Please change the sliding sync proxy to accept the path to a secret file.

[pcolladosoto]

Hi @V02460! I'd be more than happy to take a stab at this. I could have something working towards the end of the week: does that sound good?

[pcolladosoto]

This will hopefully be introduced on PR #446!

[Zelaf]

For more people coming across this and wish to have more security, I've come up with a clever workaround!

I created a script I simply named run.sh:

#!/bin/sh

## Get environmental variables

# PostgreSQL authentication
psql_username=$(cat /config/secrets/postgresql_username)
psql_password=$(cat /config/secrets/postgresql_password)
export SYNCV3_DB="postgres://${psql_username}:${psql_password}@postgresql:5432/syncserver?sslmode=disable"

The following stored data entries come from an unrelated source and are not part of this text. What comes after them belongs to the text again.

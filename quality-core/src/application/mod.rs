pub mod audit;
pub mod cache;
pub mod coordinator;
pub mod engine;
pub mod executor;

pub use audit::{AuditDispatcher, AuditPublisher, AuditStats};
pub use cache::{BatchKey, CachedRuleSet, RuleCache};
pub use coordinator::ValidationCoordinator;
pub use engine::{ExposureBatch, QualityEngine};
pub use executor::RuleExecutor;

# Matrix sync proxy secret
export SYNCV3_SECRET=$(cat /config/secrets/.secret)

# Matrix sync proxy server name
export SYNCV3_SERVER="https://your.homeserver.here"

# Setting bind address
export SYNCV3_BINDADDR=":8009"

## Run sync server
env /usr/bin/syncv3

Then in the same directory I created a directory called secrets where I keep three files for the authentication.

sliding-sync/
|-- run.sh
|-- secrets/
|   |-- .secret
|   |-- postgresql_username
|   |-- postgresql_password

postgresql_username: Username of the PostgreSQL server
postgresql_password: Password for the user on the PostgreSQL server
.secret: The generated secret file.

Then for the docker compose I did:

  sliding_sync:
    image: ghcr.io/matrix-org/sliding-sync:latest
    ports:
      - 8009:8009
    volumes:
      - ./sliding-sync:/config
    entrypoint: sh -c /config/run.sh # Runs the script instead of the usual entrypoint of the docker image.

While this won't be as completely secure, it'll at least help a little.

Hopefully a proper implementation comes soon!